Puis d'autres fois quand les sens et par conséquent l'égoisme s'en mêlaient moins, quand les derniers soirs avaient été meilleurs, et qu'en moi le véritable amour s'éclaircissait un peu, alors je redevenais doux, tolérant en sa présence, sacrifiant ma part avec bonheur et m'effaçant.

Et elle se faisait si vite à me prendre ainsi, elle s'épanouissait comme dans un air si facile, et nous nous entendions avec tant d'accord ! Une après-midi, en arrivant chez elle, je l'avais trouvée dans sa chambre, au milieu d'une quantité de lettres entrouvertes, éparses sur les meubles, sur les fauteuils et une cassette encore pleine à côté.

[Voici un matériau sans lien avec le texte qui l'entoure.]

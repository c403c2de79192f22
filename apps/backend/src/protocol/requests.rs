use serde::{Deserialize, Serialize};

use crate::domain::setup::Layout;
use crate::error::AppError;
use crate::repos::games::GameId;

/// Create/join body: one side's starting positions keyed by cell index.
#[derive(Clone, Debug, PartialEq, Eq, Serialize, Deserialize)]
#[serde(rename_all = "camelCase")]
pub struct StartingPositions {
    pub starting_positions: Layout,
}

#[derive(Clone, Copy, Debug, PartialEq, Eq, Serialize, Deserialize)]
pub struct MoveRequest {
    pub from: i64,
    pub to: i64,
}

#[derive(Clone, Debug, PartialEq, Eq, Serialize, Deserialize)]
pub struct GameIdResponse {
    pub id: GameId,
}

impl StartingPositions {
    pub fn from_json(body: &str) -> Result<Self, AppError> {
        Ok(serde_json::from_str(body)?)
    }
}

impl MoveRequest {
    pub fn from_json(body: &str) -> Result<Self, AppError> {
        Ok(serde_json::from_str(body)?)
    }
}
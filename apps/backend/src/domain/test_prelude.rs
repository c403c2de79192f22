// Shared proptest configuration for domain property tests.
//
// Env knobs:
// - PROPTEST_CASES: number of cases per property (default 16).
// - PROPTEST_MAX_SHRINK_MS: optional cap for shrinking time in milliseconds.

use proptest::prelude::ProptestConfig;

pub fn proptest_config() -> ProptestConfig {
    let base = ProptestConfig::default();

    let cases = std::env::var("PROPTEST_CASES")
        .ok()
        .and_then(|s| s.parse::<u32>().ok())
        .unwrap_or(16)
        .max(1);

    let max_shrink_time = std::env::var("PROPTEST_MAX_SHRINK_MS")
        .ok()
        .and_then(|s| s.parse::<u32>().ok())
        .unwrap_or(base.max_shrink_time);

    ProptestConfig {
        failure_persistence: None,
        cases,
        max_shrink_time,
        ..base
    }
}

C'étaient ses anciennes lettres d'amour d'il y avait huit ans, la correspondance secrète du marquis et d'elle avant le mariage, lorsque les difficultés de famille et la colère du frère les séparaient. Cette chère cassette, d'abord enlevée dans la saisie de Couaën, lui avait é té rendue depuis déjà plusieurs mois ; mais, ce jour-là, elle s'était mise, au réveil à la rouvrir par hasard, et jusqu'à l'heure où j'arrivai elle n'avait pas quitté, oubliant de s'habiller et de descendre.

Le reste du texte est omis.